The single screw compressor is a positive displacement compressor, and the core components of the existing single screw compressor in the market are a cylindrical screw and two star wheels which are symmetrically distributed. In the working process, the star wheel teeth, the screw grooves and the inner cavity of the shell which are meshed in the screw grooves form a working volume together, and the star wheel is driven to rotate through the screw rod, so that air suction, compression and exhaust of the single-screw compressor are realized.

The single screw compressor has the advantages of simple structure, few easily-damaged parts, small volume and light weight, and has the advantages of small vibration and low noise because the structure symmetry is good and the gas force borne by the screw can be self-balanced.

The single screw compressor must have good lubrication between the star wheel-screw meshing pair, otherwise, the single screw compressor is easy to wear due to high-speed sliding, and therefore liquid spraying lubrication is usually adopted for the single screw compressor. In a high-speed single-screw compressor, the seal between the screw rotor and the casing does not need to spray liquid, and the gas in the gap can generate enough sealing pressure. In particular applications, such as water vapor compressors, the injection of a liquid (e.g., water) may cause the discharge parameters to be reduced and the process requirements to be met. Therefore, how to ensure the lubrication of the star wheel-screw meshing pair under the condition of not increasing or reducing the liquid injection amount and realize the accurate lubrication of the star wheel-screw meshing pair is a key technical problem of the development of a single-screw compressor in the field of high-rotating-speed and water vapor compressors.

Disclosure of Invention

The invention aims to solve the problems in the prior art, and provides a liquid spraying lubricating structure and a liquid spraying lubricating design method for a star wheel-screw meshing pair of a single-screw compressor, which can realize accurate lubrication between the tooth side of the star wheel of the meshing pair and the tooth groove of a screw.

In order to achieve the purpose, the invention has the following technical scheme:

a star wheel-screw meshing pair liquid spraying lubricating structure of a single-screw compressor comprises a star wheel body, wherein a plurality of channels are formed in the star wheel body, an outlet corresponding to each channel is formed in different positions of the side face of a star wheel tooth, cooling liquid is led into the channels from inlets corresponding to the channels, then drainage is carried out through the channels, and finally the cooling liquid is sprayed into the star wheel-screw meshing pair from the outlets corresponding to the channels, so that accurate lubrication of the star wheel-screw meshing pair is achieved.

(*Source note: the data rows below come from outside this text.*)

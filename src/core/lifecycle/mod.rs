use anyhow::Result;
use std::sync::Arc;
use tokio::sync::Mutex;
use tracing::{info, warn};

use crate::core::collab::CronScheduler;

#[derive(Debug, Clone, Copy, PartialEq, Eq)]
pub enum LifecycleState {
    Init,
    Starting,
    Ready,
    Shutdown,
}

#[async_trait::async_trait]
pub trait LifecycleComponent {
    async fn on_init(&mut self) -> Result<()> {
        Ok(())
    }
    async fn on_start(&mut self) -> Result<()> {
        Ok(())
    }
    async fn on_shutdown(&mut self) -> Result<()> {
        Ok(())
    }
}

/// Drives attached components through startup and shutdown. A scheduler,
/// if given, starts ticking only once every component has started.
pub struct LifecycleManager {
    state: LifecycleState,
    components: Vec<Arc<Mutex<dyn LifecycleComponent + Send + Sync>>>,
    scheduler: Option<CronScheduler>,
}

impl Default for LifecycleManager {
    fn default() -> Self {
        Self::new()
    }
}

impl LifecycleManager {
    pub fn new() -> Self {
        Self {
            state: LifecycleState::Init,
            components: Vec::new(),
            scheduler: None,
        }
    }

    pub fn with_scheduler(mut self, scheduler: CronScheduler) -> Self {
        self.scheduler = Some(scheduler);
        self
    }

    pub fn attach(&mut self, component: Arc<Mutex<dyn LifecycleComponent + Send + Sync>>) {
        self.components.push(component);
    }

    pub fn state(&self) -> LifecycleState {
        self.state
    }

    pub async fn start(&mut self) -> Result<()> {
        info!("Lifecycle Phase: Init");
        self.state = LifecycleState::Init;
        for comp in &self.components {
            comp.lock().await.on_init().await?;
        }

        info!("Lifecycle Phase: Starting");
        self.state = LifecycleState::Starting;
        for comp in &self.components {
            comp.lock().await.on_start().await?;
        }

        if let Some(scheduler) = &self.scheduler {
            info!("Lifecycle Phase: Ready (Starting Scheduler)");
            scheduler.start().await?;
        } else {
            info!("Lifecycle Phase: Ready");
        }
        self.state = LifecycleState::Ready;
        Ok(())
    }

    /// Components shut down in reverse attach order. Failures are logged so
    /// every component gets its turn.
    pub async fn shutdown(&mut self) -> Result<()> {
        info!("Lifecycle Phase: Shutdown");
        self.state = LifecycleState::Shutdown;

        for comp in self.components.iter().rev() {
            if let Err(e) = comp.lock().await.on_shutdown().await {
                warn!("Component shutdown error: {}", e);
            }
        }
        if let Some(scheduler) = &self.scheduler
            && let Err(e) = scheduler.shutdown().await
        {
            warn!("Scheduler shutdown error: {}", e);
        }
        Ok(())
    }
}

#[cfg(test)]
mod tests {
    use super::*;

    struct Recorder {
        name: &'static str,
        log: Arc<std::sync::Mutex<Vec<String>>>,
        fail_shutdown: bool,
    }

    #[async_trait::async_trait]
    impl LifecycleComponent for Recorder {
        async fn on_init(&mut self) -> Result<()> {
            self.log.lock().unwrap().push(format!("{}:init", self.name));
            Ok(())
        }
        async fn on_start(&mut self) -> Result<()> {
            self.log.lock().unwrap().push(format!("{}:start", self.name));
            Ok(())
        }
        async fn on_shutdown(&mut self) -> Result<()> {
            self.log.lock().unwrap().push(format!("{}:shutdown", self.name));
            if self.fail_shutdown {
                anyhow::bail!("boom");
            }
            Ok(())
        }
    }

    #[tokio::test]
    async fn phases_run_in_order_and_shutdown_reverses() {
        let log = Arc::new(std::sync::Mutex::new(Vec::new()));
        let mut manager = LifecycleManager::new();
        for (name, fail_shutdown) in [("a", true), ("b", false)] {
            manager.attach(Arc::new(Mutex::new(Recorder {
                name,
                log: log.clone(),
                fail_shutdown,
            })));
        }
        manager.start().await.unwrap();
        assert_eq!(manager.state(), LifecycleState::Ready);
        manager.shutdown().await.unwrap();
        assert_eq!(manager.state(), LifecycleState::Shutdown);
        assert_eq!(
            *log.lock().unwrap(),
            vec!["a:init", "b:init", "a:start", "b:start", "b:shutdown", "a:shutdown"]
        );
    }
}
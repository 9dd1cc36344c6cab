//! Installed apps as the runtime sees them, and the registry contract that
//! owns their persisted status.

mod sqlite;

pub use sqlite::SqliteAppRegistry;

use anyhow::Result;
use async_trait::async_trait;
use serde::{Deserialize, Serialize};
use tokio::sync::broadcast;

use crate::core::activity::RunStatus;
use crate::core::collab::events::MatchRule;

#[derive(Debug, Clone, Copy, PartialEq, Eq, Serialize, Deserialize)]
#[serde(rename_all = "snake_case")]
pub enum AppKind {
    Automation,
    Assistant,
}

impl AppKind {
    pub fn as_str(self) -> &'static str {
        match self {
            AppKind::Automation => "automation",
            AppKind::Assistant => "assistant",
        }
    }

    pub fn from_kind(value: &str) -> Option<Self> {
        match value {
            "automation" => Some(AppKind::Automation),
            "assistant" => Some(AppKind::Assistant),
            _ => None,
        }
    }
}

/// Stored lifecycle status of an app.
#[derive(Debug, Clone, Copy, PartialEq, Eq, Hash, Serialize, Deserialize)]
#[serde(rename_all = "snake_case")]
pub enum AppStatus {
    Installed,
    Active,
    Paused,
    WaitingUser,
    Error,
}

impl AppStatus {
    pub fn as_str(self) -> &'static str {
        match self {
            AppStatus::Installed => "installed",
            AppStatus::Active => "active",
            AppStatus::Paused => "paused",
            AppStatus::WaitingUser => "waiting_user",
            AppStatus::Error => "error",
        }
    }

    pub fn from_status(value: &str) -> Option<Self> {
        match value {
            "installed" => Some(AppStatus::Installed),
            "active" => Some(AppStatus::Active),
            "paused" => Some(AppStatus::Paused),
            "waiting_user" => Some(AppStatus::WaitingUser),
            "error" => Some(AppStatus::Error),
            _ => None,
        }
    }

    /// Statuses whose registrations should be live.
    pub fn wants_activation(self) -> bool {
        matches!(self, AppStatus::Active | AppStatus::WaitingUser)
    }
}

impl std::fmt::Display for AppStatus {
    fn fmt(&self, f: &mut std::fmt::Formatter<'_>) -> std::fmt::Result {
        f.write_str(self.as_str())
    }
}

/// Declarative trigger source inside an app spec.
#[derive(Debug, Clone, PartialEq, Serialize, Deserialize)]
#[serde(tag = "type", rename_all = "snake_case")]
pub enum SubscriptionSource {
    Schedule {
        #[serde(default)]
        every: Option<String>,
        #[serde(default)]
        cron: Option<String>,
    },
    File {
        path: String,
        #[serde(default)]
        events: Vec<String>,
    },
    Webhook {
        hook: String,
    },
    Webpage {
        url: String,
    },
    Rss {
        url: String,
    },
}

impl SubscriptionSource {
    pub fn label(&self) -> &'static str {
        match self {
            SubscriptionSource::Schedule { .. } => "schedule",
            SubscriptionSource::File { .. } => "file",
            SubscriptionSource::Webhook { .. } => "webhook",
            SubscriptionSource::Webpage { .. } => "webpage",
            SubscriptionSource::Rss { .. } => "rss",
        }
    }
}

#[derive(Debug, Clone, PartialEq, Serialize, Deserialize)]
pub struct Subscription {
    pub source: SubscriptionSource,
    /// Extra payload rules narrowing an event-sourced subscription.
    #[serde(default)]
    pub filter: Vec<MatchRule>,
}

#[derive(Debug, Clone, Default, PartialEq, Serialize, Deserialize)]
pub struct OutputConfig {
    #[serde(default)]
    pub notify_on_complete: bool,
}

#[derive(Debug, Clone, Default, PartialEq, Serialize, Deserialize)]
pub struct AppSpec {
    #[serde(default)]
    pub system_prompt: String,
    #[serde(default)]
    pub subscriptions: Vec<Subscription>,
    #[serde(default)]
    pub output: OutputConfig,
    /// Overrides the runtime-wide escalation timeout.
    #[serde(default)]
    pub escalation_timeout_secs: Option<u64>,
}

#[derive(Debug, Clone, PartialEq, Serialize, Deserialize)]
pub struct AppRecord {
    pub id: String,
    pub name: String,
    pub kind: AppKind,
    pub status: AppStatus,
    pub spec: AppSpec,
    #[serde(default)]
    pub config: serde_json::Value,
    #[serde(default)]
    pub error_message: Option<String>,
    #[serde(default)]
    pub last_run_at: Option<i64>,
    #[serde(default)]
    pub last_run_status: Option<RunStatus>,
}

impl AppRecord {
    pub fn automation(id: &str, name: &str, spec: AppSpec) -> Self {
        Self {
            id: id.to_string(),
            name: name.to_string(),
            kind: AppKind::Automation,
            status: AppStatus::Installed,
            spec,
            config: serde_json::json!({}),
            error_message: None,
            last_run_at: None,
            last_run_status: None,
        }
    }

    pub fn is_automation(&self) -> bool {
        self.kind == AppKind::Automation
    }
}

/// Extra fields written alongside a status change.
#[derive(Debug, Clone, Default, PartialEq)]
pub struct StatusExtra {
    pub error_message: Option<String>,
}

impl StatusExtra {
    pub fn error(message: impl Into<String>) -> Self {
        Self {
            error_message: Some(message.into()),
        }
    }
}

#[derive(Debug, Clone, PartialEq)]
pub struct AppStatusChange {
    pub app_id: String,
    pub previous: Option<AppStatus>,
    pub status: AppStatus,
}

#[derive(Debug, Clone, Default)]
pub struct AppFilter {
    pub statuses: Vec<AppStatus>,
    pub kind: Option<AppKind>,
}

impl AppFilter {
    pub fn automations_in(statuses: &[AppStatus]) -> Self {
        Self {
            statuses: statuses.to_vec(),
            kind: Some(AppKind::Automation),
        }
    }

    pub fn matches(&self, app: &AppRecord) -> bool {
        (self.statuses.is_empty() || self.statuses.contains(&app.status))
            && self.kind.is_none_or(|k| k == app.kind)
    }
}

/// Owner of installed apps and their persisted status.
#[async_trait]
pub trait AppRegistry: Send + Sync {
    async fn get_app(&self, id: &str) -> Result<Option<AppRecord>>;

    async fn update_status(&self, id: &str, status: AppStatus, extra: StatusExtra) -> Result<()>;

    async fn update_last_run(&self, id: &str, outcome: RunStatus, error: Option<&str>)
    -> Result<()>;

    /// Every stored status flip, including ones the runtime itself makes.
    fn on_app_status_change(&self) -> broadcast::Receiver<AppStatusChange>;

    async fn list_apps(&self, filter: &AppFilter) -> Result<Vec<AppRecord>>;
}
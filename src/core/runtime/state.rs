use serde::Serialize;

use super::RuntimeInner;
use super::guard::leading_errors;
use crate::config::ERROR_STREAK_WINDOW;
use crate::core::activity::{ActivityEntry, AutomationRun};
use crate::core::apps::AppStatus;
use crate::error::{RuntimeError, RuntimeResult};

#[derive(Debug, Clone, Copy, PartialEq, Eq, Serialize)]
#[serde(rename_all = "snake_case")]
pub enum AppRunState {
    Idle,
    Running,
    Queued,
    Paused,
    WaitingUser,
    Error,
}

/// Read-only projection of one app for UIs and the CLI.
#[derive(Debug, Clone, PartialEq, Serialize)]
pub struct AppStateView {
    pub app_id: String,
    pub status: AppStatus,
    pub state: AppRunState,
    pub active: bool,
    pub running: usize,
    pub queued: usize,
    pub last_run: Option<AutomationRun>,
    pub consecutive_errors: usize,
    pub next_run_at_ms: Option<i64>,
    pub pending_escalation: Option<ActivityEntry>,
    pub error_message: Option<String>,
}

/// Live activity wins over stored status.
pub fn derive_run_state(status: AppStatus, running: usize, pending: usize) -> AppRunState {
    if running > 0 {
        return AppRunState::Running;
    }
    if pending > 0 {
        return AppRunState::Queued;
    }
    match status {
        AppStatus::Installed | AppStatus::Active => AppRunState::Idle,
        AppStatus::Paused => AppRunState::Paused,
        AppStatus::WaitingUser => AppRunState::WaitingUser,
        AppStatus::Error => AppRunState::Error,
    }
}

impl RuntimeInner {
    pub(crate) async fn get_app_state(&self, app_id: &str) -> RuntimeResult<AppStateView> {
        let app = self
            .registry
            .get_app(app_id)
            .await?
            .ok_or_else(|| RuntimeError::AppNotFound(app_id.to_string()))?;

        let running = self.in_flight.running_count(app_id);
        let pending = self.pending.count(app_id);
        let queued = pending.saturating_sub(running);

        let recent = self.store.recent_runs(app_id, ERROR_STREAK_WINDOW).await?;
        let consecutive_errors = leading_errors(&recent);
        let last_run = recent.into_iter().next();

        let (active, job_ids) = match self.activations.lock().await.get(app_id) {
            Some(state) => (true, state.job_ids.clone()),
            None => (false, Vec::new()),
        };
        let mut next_run_at_ms: Option<i64> = None;
        for id in &job_ids {
            if let Some(next) = self
                .scheduler
                .get_job(id)
                .await?
                .and_then(|job| job.next_run_at_ms)
            {
                next_run_at_ms = Some(next_run_at_ms.map_or(next, |n| n.min(next)));
            }
        }

        let pending_escalation = self.store.latest_pending_escalation(app_id, None).await?;

        Ok(AppStateView {
            app_id: app.id,
            status: app.status,
            state: derive_run_state(app.status, running, queued),
            active,
            running,
            queued,
            last_run,
            consecutive_errors,
            next_run_at_ms,
            pending_escalation,
            error_message: app.error_message,
        })
    }
}
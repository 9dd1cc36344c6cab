use std::sync::Arc;
use tokio::sync::broadcast::error::RecvError;
use tokio::task::JoinHandle;
use tokio::time::MissedTickBehavior;
use tokio_util::sync::CancellationToken;
use tracing::{debug, info, warn};

use super::RuntimeInner;
use crate::core::activity::now_ms;
use crate::core::apps::{AppStatus, AppStatusChange};
use crate::error::RuntimeResult;

const DAY_MS: i64 = 24 * 60 * 60 * 1000;

/// Tasks started by `activate_all` and stopped by `deactivate_all`.
pub(crate) struct Background {
    cancel: CancellationToken,
    tasks: Vec<JoinHandle<()>>,
}

impl RuntimeInner {
    pub(crate) fn start_background(self: &Arc<Self>) {
        let Ok(mut slot) = self.background.lock() else {
            warn!("Background task slot poisoned, not starting maintenance");
            return;
        };
        if slot.is_some() {
            return;
        }
        let cancel = CancellationToken::new();
        let tasks = vec![
            self.spawn_status_listener(cancel.clone()),
            self.spawn_maintenance(cancel.clone()),
        ];
        *slot = Some(Background { cancel, tasks });
        debug!("Runtime background tasks started");
    }

    pub(crate) async fn stop_background(&self) {
        let background = match self.background.lock() {
            Ok(mut slot) => slot.take(),
            Err(_) => None,
        };
        let Some(background) = background else {
            return;
        };
        background.cancel.cancel();
        for task in background.tasks {
            if let Err(e) = task.await {
                warn!("Runtime background task ended abnormally: {}", e);
            }
        }
        debug!("Runtime background tasks stopped");
    }

    /// Follow stored status flips: active apps get registrations, apps
    /// leaving the active set lose them.
    fn spawn_status_listener(self: &Arc<Self>, cancel: CancellationToken) -> JoinHandle<()> {
        let mut changes = self.registry.on_app_status_change();
        let runtime = Arc::downgrade(self);
        tokio::spawn(async move {
            loop {
                let received = tokio::select! {
                    _ = cancel.cancelled() => break,
                    received = changes.recv() => received,
                };
                match received {
                    Ok(change) => {
                        let Some(inner) = runtime.upgrade() else {
                            break;
                        };
                        inner.apply_status_change(change).await;
                    }
                    Err(RecvError::Lagged(missed)) => {
                        warn!("Status listener lagged, {} change(s) missed", missed)
                    }
                    Err(RecvError::Closed) => break,
                }
            }
        })
    }

    pub(crate) async fn apply_status_change(self: &Arc<Self>, change: AppStatusChange) {
        debug!(
            "App '{}' status {:?} -> {}",
            change.app_id, change.previous, change.status
        );
        match change.status {
            AppStatus::Active => {
                if let Err(e) = self.activate(&change.app_id).await {
                    warn!("Could not activate app '{}': {}", change.app_id, e);
                }
            }
            AppStatus::WaitingUser => {}
            AppStatus::Installed | AppStatus::Paused | AppStatus::Error => {
                self.deactivate(&change.app_id).await
            }
        }
        self.notifier.status_changed(&change.app_id);
    }

    /// Escalation sweep on every tick; retention prune at most once a day.
    fn spawn_maintenance(self: &Arc<Self>, cancel: CancellationToken) -> JoinHandle<()> {
        let runtime = Arc::downgrade(self);
        let period = self.config.sweep_interval();
        tokio::spawn(async move {
            let mut ticker = tokio::time::interval(period);
            ticker.set_missed_tick_behavior(MissedTickBehavior::Delay);
            let mut last_prune: Option<i64> = None;
            loop {
                tokio::select! {
                    _ = cancel.cancelled() => break,
                    _ = ticker.tick() => {}
                }
                let Some(inner) = runtime.upgrade() else {
                    break;
                };
                let now = now_ms();
                if let Err(e) = inner.sweep_escalation_timeouts(now).await {
                    warn!("Escalation sweep failed: {}", e);
                }
                if last_prune.is_none_or(|at| now - at >= DAY_MS) {
                    last_prune = Some(now);
                    if let Err(e) = inner.prune_history(now).await {
                        warn!("Retention prune failed: {}", e);
                    }
                }
            }
        })
    }

    pub(crate) async fn prune_history(&self, now: i64) -> RuntimeResult<usize> {
        let Some(retention) = self.config.retention() else {
            return Ok(0);
        };
        let cutoff = now - retention.as_millis() as i64;
        let pruned = self.store.prune_runs_before(cutoff).await?;
        if pruned > 0 {
            info!(
                "Pruned {} run(s) older than {} day(s)",
                pruned, self.config.retention_days
            );
        }
        Ok(pruned)
    }
}
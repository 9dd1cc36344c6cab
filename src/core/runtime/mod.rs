//! The automation runtime.
//!
//! Turns declarative app subscriptions into live scheduler jobs and bus
//! subscriptions, gates every run behind one global semaphore, drives runs
//! through the agent, and keeps the escalation and auto-pause state machine
//! moving. All state lives in [`AppRuntime`]; independent instances share
//! nothing.

pub mod activation;
mod escalation;
pub mod executor;
mod guard;
mod maintenance;
pub mod notify;
pub mod reporter;
pub mod semaphore;
mod signals;
pub mod state;
pub mod trigger;

#[cfg(test)]
mod tests;

pub use activation::ActivationState;
pub use escalation::EscalationAnswer;
pub use executor::{ExecutionKey, InFlightRegistry, RunResult};
pub use guard::leading_errors;
pub use notify::{Notifier, RuntimeEvent};
pub use reporter::RunReporter;
pub use state::{AppRunState, AppStateView};
pub use trigger::{TriggerContext, TriggerPayload};

use anyhow::Result;
use async_trait::async_trait;
use std::collections::HashMap;
use std::sync::{Arc, Mutex as StdMutex};
use tokio::sync::{Mutex, broadcast};
use tokio::task::JoinHandle;
use tracing::{info, warn};

use crate::config::RuntimeConfig;
use crate::core::activity::{ActivityEntry, ActivityStore, AutomationRun, now_ms};
use crate::core::apps::{AppFilter, AppRegistry, AppStatus};
use crate::core::collab::{AgentExecutor, EventBus, KeepAlive, Scheduler};
use crate::core::lifecycle::LifecycleComponent;
use crate::error::{RuntimeError, RuntimeResult};
use maintenance::Background;
use semaphore::{ConcurrencySemaphore, PendingTriggers};
use signals::DueSignalHandler;

const NOTIFY_CAPACITY: usize = 1024;

/// Collaborators the runtime drives. Everything is injected so tests can
/// swap in mocks.
#[derive(Clone)]
pub struct RuntimeDeps {
    pub registry: Arc<dyn AppRegistry>,
    pub scheduler: Arc<dyn Scheduler>,
    pub bus: Arc<dyn EventBus>,
    pub keep_alive: Arc<dyn KeepAlive>,
    pub agent: Arc<dyn AgentExecutor>,
    pub store: ActivityStore,
}

pub(crate) struct RuntimeInner {
    registry: Arc<dyn AppRegistry>,
    scheduler: Arc<dyn Scheduler>,
    bus: Arc<dyn EventBus>,
    keep_alive: Arc<dyn KeepAlive>,
    agent: Arc<dyn AgentExecutor>,
    store: ActivityStore,
    config: RuntimeConfig,
    semaphore: ConcurrencySemaphore,
    pending: PendingTriggers,
    in_flight: Arc<InFlightRegistry>,
    activations: Mutex<HashMap<String, ActivationState>>,
    /// Serializes escalation resolves with the `waiting_user` transition.
    escalation_gate: Mutex<()>,
    notifier: Notifier,
    background: StdMutex<Option<Background>>,
}

/// Handle to a run started in the background.
#[derive(Debug)]
pub struct RunTicket {
    app_id: String,
    handle: JoinHandle<RuntimeResult<RunResult>>,
}

impl RunTicket {
    pub fn app_id(&self) -> &str {
        &self.app_id
    }

    pub fn is_finished(&self) -> bool {
        self.handle.is_finished()
    }

    /// Wait for the run. Errors are queueing failures (e.g. shutdown);
    /// a failed run still comes back as `Ok` with an `error` status.
    pub async fn wait(self) -> RuntimeResult<RunResult> {
        self.handle
            .await
            .map_err(|e| RuntimeError::Internal(anyhow::anyhow!("run task failed: {}", e)))?
    }
}

/// What `sync_app_schedule` changed, by job id.
#[derive(Debug, Clone, Default, PartialEq, Eq)]
pub struct SyncReport {
    pub added: Vec<String>,
    pub updated: Vec<String>,
    pub removed: Vec<String>,
    pub unchanged: Vec<String>,
}

impl SyncReport {
    pub fn is_noop(&self) -> bool {
        self.added.is_empty() && self.updated.is_empty() && self.removed.is_empty()
    }
}

#[derive(Clone)]
pub struct AppRuntime {
    inner: Arc<RuntimeInner>,
}

impl AppRuntime {
    pub fn new(deps: RuntimeDeps, config: RuntimeConfig) -> Self {
        let inner = Arc::new(RuntimeInner {
            registry: deps.registry,
            scheduler: deps.scheduler,
            bus: deps.bus,
            keep_alive: deps.keep_alive,
            agent: deps.agent,
            store: deps.store,
            semaphore: ConcurrencySemaphore::new(config.max_concurrent_runs),
            config,
            pending: PendingTriggers::new(),
            in_flight: Arc::new(InFlightRegistry::default()),
            activations: Mutex::new(HashMap::new()),
            escalation_gate: Mutex::new(()),
            notifier: Notifier::new(NOTIFY_CAPACITY),
            background: StdMutex::new(None),
        });
        inner
            .scheduler
            .on_job_due(Arc::new(DueSignalHandler::new(Arc::downgrade(&inner))));
        Self { inner }
    }

    /// Register an app's subscriptions. No-op if already active.
    pub async fn activate(&self, app_id: &str) -> RuntimeResult<()> {
        self.inner.activate(app_id).await
    }

    /// Tear down an app's registrations and cancel its runs. Safe on apps
    /// that were never activated.
    pub async fn deactivate(&self, app_id: &str) {
        self.inner.deactivate(app_id).await
    }

    pub async fn sync_app_schedule(&self, app_id: &str) -> RuntimeResult<SyncReport> {
        self.inner.sync_app_schedule(app_id).await
    }

    pub async fn trigger_manually(&self, app_id: &str) -> RuntimeResult<RunTicket> {
        self.inner.trigger_manually(app_id).await
    }

    pub async fn respond_to_escalation(
        &self,
        app_id: &str,
        entry_id: &str,
        answer: EscalationAnswer,
    ) -> RuntimeResult<RunTicket> {
        self.inner
            .respond_to_escalation(app_id, entry_id, answer)
            .await
    }

    pub async fn get_app_state(&self, app_id: &str) -> RuntimeResult<AppStateView> {
        self.inner.get_app_state(app_id).await
    }

    pub async fn get_activity_entries(
        &self,
        app_id: &str,
        limit: usize,
    ) -> RuntimeResult<Vec<ActivityEntry>> {
        Ok(self.inner.store.entries_for_app(app_id, limit).await?)
    }

    pub async fn get_run(&self, run_id: &str) -> RuntimeResult<Option<AutomationRun>> {
        Ok(self.inner.store.get_run(run_id).await?)
    }

    pub async fn get_runs_for_app(
        &self,
        app_id: &str,
        limit: usize,
    ) -> RuntimeResult<Vec<AutomationRun>> {
        Ok(self.inner.store.runs_for_app(app_id, limit).await?)
    }

    /// Process startup: recover interrupted runs, start background tasks,
    /// and activate every app whose stored status wants it. Returns how
    /// many apps ended up active.
    pub async fn activate_all(&self) -> RuntimeResult<usize> {
        let inner = &self.inner;
        inner.semaphore.reopen();

        let interrupted = inner.store.mark_interrupted_runs(now_ms()).await?;
        if interrupted > 0 {
            warn!("Marked {} interrupted run(s) as failed", interrupted);
        }

        inner.start_background();

        let apps = inner
            .registry
            .list_apps(&AppFilter::automations_in(&[
                AppStatus::Active,
                AppStatus::WaitingUser,
            ]))
            .await?;
        for app in &apps {
            if let Err(e) = inner.activate(&app.id).await {
                warn!("Could not activate app '{}': {}", app.id, e);
            }
        }
        let active = inner.activations.lock().await.len();
        info!("Automation runtime started: {} of {} app(s) active", active, apps.len());
        Ok(active)
    }

    /// Process shutdown: stop background tasks, deactivate everything and
    /// fail queued runs with `ShuttingDown`.
    pub async fn deactivate_all(&self) {
        let inner = &self.inner;
        inner.stop_background().await;
        let ids: Vec<String> = inner.activations.lock().await.keys().cloned().collect();
        for id in &ids {
            inner.deactivate(id).await;
        }
        let cancelled = inner.in_flight.cancel_all();
        inner.semaphore.reject_all("automation runtime stopped");
        info!(
            "Automation runtime stopped: {} app(s) deactivated, {} run(s) cancelled",
            ids.len(),
            cancelled
        );
    }

    /// Time out stale escalations now instead of waiting for the sweep.
    /// Returns the ids of entries that timed out.
    pub async fn sweep_escalations(&self) -> RuntimeResult<Vec<String>> {
        self.inner.sweep_escalation_timeouts(now_ms()).await
    }

    /// Delete runs older than the retention window. Zero when disabled.
    pub async fn prune_history(&self) -> RuntimeResult<usize> {
        self.inner.prune_history(now_ms()).await
    }

    pub fn subscribe(&self) -> broadcast::Receiver<RuntimeEvent> {
        self.inner.notifier.subscribe()
    }

    pub async fn is_active(&self, app_id: &str) -> bool {
        self.inner.is_activated(app_id).await
    }

    pub async fn active_app_ids(&self) -> Vec<String> {
        let mut ids: Vec<String> = self.inner.activations.lock().await.keys().cloned().collect();
        ids.sort();
        ids
    }

    pub fn running_count(&self) -> usize {
        self.inner.in_flight.total()
    }

    pub fn config(&self) -> &RuntimeConfig {
        &self.inner.config
    }
}

#[async_trait]
impl LifecycleComponent for AppRuntime {
    async fn on_start(&mut self) -> Result<()> {
        self.activate_all().await?;
        Ok(())
    }

    async fn on_shutdown(&mut self) -> Result<()> {
        self.deactivate_all().await;
        Ok(())
    }
}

Preferably, the channels are provided with a plurality of groups corresponding to each star wheel tooth, each group of channels comprises a plurality of channels extending to two sides of the star wheel tooth at different heights, and the outlet corresponding to each channel is arranged at two sides of the star wheel tooth at different heights.

Preferably, the inlet corresponding to each channel is in contact with a stationary liquid supply end surface, the liquid supply end surface is provided with a curved strip-shaped liquid supply port, when the inlet is communicated with the liquid supply port, the cooling liquid is introduced into the channel from the inlet corresponding to each channel, and when the inlet is separated from the liquid supply port area, the liquid supply of the corresponding channel is finished.

Preferably, each set of channels extends to different heights on two sides of the star wheel teeth from the central region of the star wheel, and the inlet corresponding to each channel in each set is formed in the surface of the star wheel body or the star wheel shaft.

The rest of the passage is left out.